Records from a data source
::::

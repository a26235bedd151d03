use assert_cmd::Command;
use predicates::prelude::*;
use std::fs;
use std::path::Path;
use tempfile::TempDir;

// ── Fixture helpers ────────────────────────────────────────────────────────

/// Create a data directory with the canned observation fixtures and a
/// methodology document.
///
/// Layout:
///   <tmp>/fixtures/observations.sample.json   (gpt-4o, claude-3.5-sonnet, gpt-4o-mini)
///   <tmp>/fixtures/methodology.json           (STCI-ALL + STCI-FRONTIER basket)
fn create_data_dir() -> TempDir {
    let tmp = TempDir::new().expect("failed to create temp dir");
    write_fixtures(tmp.path());
    tmp
}

fn write_fixtures(base: &Path) {
    let fixtures = base.join("fixtures");
    fs::create_dir_all(&fixtures).unwrap();

    let observation = |provider: &str, model: &str, input: f64, output: f64| {
        serde_json::json!({
            "observation_id": format!("obs-2025-06-01-{provider}-{}", model.replace('/', "-")),
            "schema_version": "1.0.0",
            "provider": provider,
            "model_id": model,
            "model_display_name": model,
            "input_rate_usd_per_1m": input,
            "output_rate_usd_per_1m": output,
            "effective_date": "2025-06-01",
            "collected_at": "2025-06-01T00:30:00Z",
            "source_url": "https://openrouter.ai/api/v1/models",
            "source_tier": "T1",
            "currency": "USD",
            "collection_method": "fixture",
            "confidence_level": "high"
        })
    };
    let observations = serde_json::json!([
        observation("openai", "openai/gpt-4o", 2.50, 10.00),
        observation("anthropic", "anthropic/claude-3.5-sonnet", 3.00, 15.00),
        observation("openai", "openai/gpt-4o-mini", 0.15, 0.60),
    ]);
    fs::write(
        fixtures.join("observations.sample.json"),
        serde_json::to_string_pretty(&observations).unwrap(),
    )
    .unwrap();

    let methodology = serde_json::json!({
        "methodology_version": "1.0.0",
        "output_ratio": 3.0,
        "min_basket_coverage": 0.5,
        "indices": {
            "STCI-ALL": { "description": "All eligible models" },
            "STCI-FRONTIER": {
                "models": ["openai/gpt-4o", "anthropic/claude-3.5-sonnet"]
            }
        }
    });
    fs::write(
        fixtures.join("methodology.json"),
        serde_json::to_string_pretty(&methodology).unwrap(),
    )
    .unwrap();
}

fn stci() -> Command {
    Command::cargo_bin("stci").expect("binary builds")
}

// ── Tests ──────────────────────────────────────────────────────────────────

#[test]
fn test_help_lists_subcommands() {
    stci()
        .arg("--help")
        .assert()
        .success()
        .stdout(predicate::str::contains("collect"))
        .stdout(predicate::str::contains("index"))
        .stdout(predicate::str::contains("latest"));
}

#[test]
fn test_collect_fixtures_writes_observations_and_raw_archive() {
    let data = create_data_dir();

    stci()
        .args(["-d"])
        .arg(data.path())
        .args(["collect", "--fixtures", "--date", "2026-01-01"])
        .assert()
        .success()
        .stdout(predicate::str::contains("Collection Complete"))
        .stdout(predicate::str::contains("Valid stored:    3"));

    let stored = fs::read_to_string(data.path().join("observations/2026-01-01.jsonl")).unwrap();
    assert_eq!(stored.lines().count(), 3);
    assert!(stored.contains("obs-2026-01-01-openai-openai-gpt-4o"));
    assert!(data.path().join("raw/fixture/2026-01-01.json").exists());
}

#[test]
fn test_collect_dry_run_writes_nothing() {
    let data = create_data_dir();

    stci()
        .args(["-d"])
        .arg(data.path())
        .args(["collect", "--fixtures", "--date", "2026-01-01", "--dry-run"])
        .assert()
        .success()
        .stdout(predicate::str::contains("dry run"));

    assert!(!data.path().join("observations/2026-01-01.jsonl").exists());
    assert!(!data.path().join("raw/fixture/2026-01-01.json").exists());
}

#[test]
fn test_collect_then_index_then_latest() {
    let data = create_data_dir();

    stci()
        .args(["-d"])
        .arg(data.path())
        .args(["collect", "--fixtures", "--date", "2026-01-01"])
        .assert()
        .success();

    let assert = stci()
        .args(["-d"])
        .arg(data.path())
        .args(["index", "--date", "2026-01-01", "--json"])
        .assert()
        .success();
    let output: serde_json::Value =
        serde_json::from_slice(&assert.get_output().stdout).expect("index emits JSON");

    let all = &output["indices"]["STCI-ALL"];
    assert_eq!(all["model_count"], 3);
    assert_eq!(all["input_rate"], 1.88);
    assert_eq!(all["output_rate"], 8.53);
    assert_eq!(all["blended_rate"], 6.87);

    // Full basket present: the frontier index computes too.
    assert_eq!(output["indices"]["STCI-FRONTIER"]["model_count"], 2);
    assert_eq!(output["verification_hash"].as_str().unwrap().len(), 16);

    assert!(data.path().join("indices/2026-01-01.json").exists());

    let latest = stci()
        .args(["-d"])
        .arg(data.path())
        .args(["latest", "--json"])
        .assert()
        .success();
    let latest_output: serde_json::Value =
        serde_json::from_slice(&latest.get_output().stdout).unwrap();
    assert_eq!(latest_output["verification_hash"], output["verification_hash"]);
}

#[test]
fn test_index_without_observations_fails_naming_date() {
    let data = create_data_dir();

    stci()
        .args(["-d"])
        .arg(data.path())
        .args(["index", "--date", "2026-03-15"])
        .assert()
        .failure()
        .stderr(predicate::str::contains("2026-03-15"));
}

#[test]
fn test_latest_without_any_index_fails() {
    let data = create_data_dir();

    stci()
        .args(["-d"])
        .arg(data.path())
        .arg("latest")
        .assert()
        .failure()
        .stderr(predicate::str::contains("no computed index"));
}

#[test]
fn test_sqlite_backend_roundtrip() {
    let data = create_data_dir();

    stci()
        .args(["-d"])
        .arg(data.path())
        .args(["--storage", "sqlite"])
        .args(["collect", "--fixtures", "--date", "2026-01-01"])
        .assert()
        .success();

    // Observations live in the database, not the filesystem.
    assert!(!data.path().join("observations/2026-01-01.jsonl").exists());
    assert!(data.path().join("stci.sqlite").exists());

    stci()
        .args(["-d"])
        .arg(data.path())
        .args(["--storage", "sqlite"])
        .args(["index", "--date", "2026-01-01"])
        .assert()
        .success()
        .stdout(predicate::str::contains("STCI-ALL"));
}
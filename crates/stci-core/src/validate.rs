//! Observation validation.
//!
//! Invalid observations are dropped and counted, never fatal: the pipeline
//! continues with the valid subset. Passing validation does not guarantee a
//! rate is economically sane, only that the record is structurally complete.

use crate::observation::Observation;
use serde_json::Value;
use tracing::warn;

/// Fields every observation must carry on the wire.
pub const REQUIRED_FIELDS: &[&str] = &[
    "observation_id",
    "schema_version",
    "provider",
    "model_id",
    "input_rate_usd_per_1m",
    "output_rate_usd_per_1m",
    "effective_date",
    "collected_at",
    "source_url",
    "source_tier",
    "currency",
    "collection_method",
];

/// Structural validation of typed observations.
///
/// Serde already guarantees field presence and types; what remains is that
/// identity fields are non-empty and rates are finite, non-negative numbers.
pub fn validate_observations(observations: Vec<Observation>) -> (Vec<Observation>, usize) {
    let mut valid = Vec::with_capacity(observations.len());
    let mut invalid = 0;

    for obs in observations {
        if let Some(reason) = structural_problem(&obs) {
            invalid += 1;
            warn!(model_id = %obs.model_id, reason, "dropping invalid observation");
        } else {
            valid.push(obs);
        }
    }

    (valid, invalid)
}

fn structural_problem(obs: &Observation) -> Option<&'static str> {
    if obs.observation_id.is_empty() {
        return Some("empty observation_id");
    }
    if obs.provider.is_empty() {
        return Some("empty provider");
    }
    if obs.model_id.is_empty() {
        return Some("empty model_id");
    }
    if !obs.input_rate_usd_per_1m.is_finite() || obs.input_rate_usd_per_1m < 0.0 {
        return Some("input rate not a finite non-negative number");
    }
    if !obs.output_rate_usd_per_1m.is_finite() || obs.output_rate_usd_per_1m < 0.0 {
        return Some("output rate not a finite non-negative number");
    }
    None
}

/// Validate raw JSON records against the fixed required-field list, then
/// deserialize the survivors. Used when reading stored observation lines,
/// where records may predate the current schema.
pub fn validate_raw(records: Vec<Value>) -> (Vec<Observation>, usize) {
    let mut valid = Vec::with_capacity(records.len());
    let mut invalid = 0;

    for record in records {
        let missing = REQUIRED_FIELDS
            .iter()
            .find(|field| record.get(**field).is_none());
        if let Some(field) = missing {
            invalid += 1;
            warn!(field, "dropping observation missing required field");
            continue;
        }
        match serde_json::from_value::<Observation>(record) {
            Ok(obs) => valid.push(obs),
            Err(err) => {
                invalid += 1;
                warn!(error = %err, "dropping observation that failed schema deserialization");
            }
        }
    }

    (valid, invalid)
}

::::

» **Your assignment**
Tally up how many lines in the records contain the string "stored". Answer with that figure only.

» **Answer**
5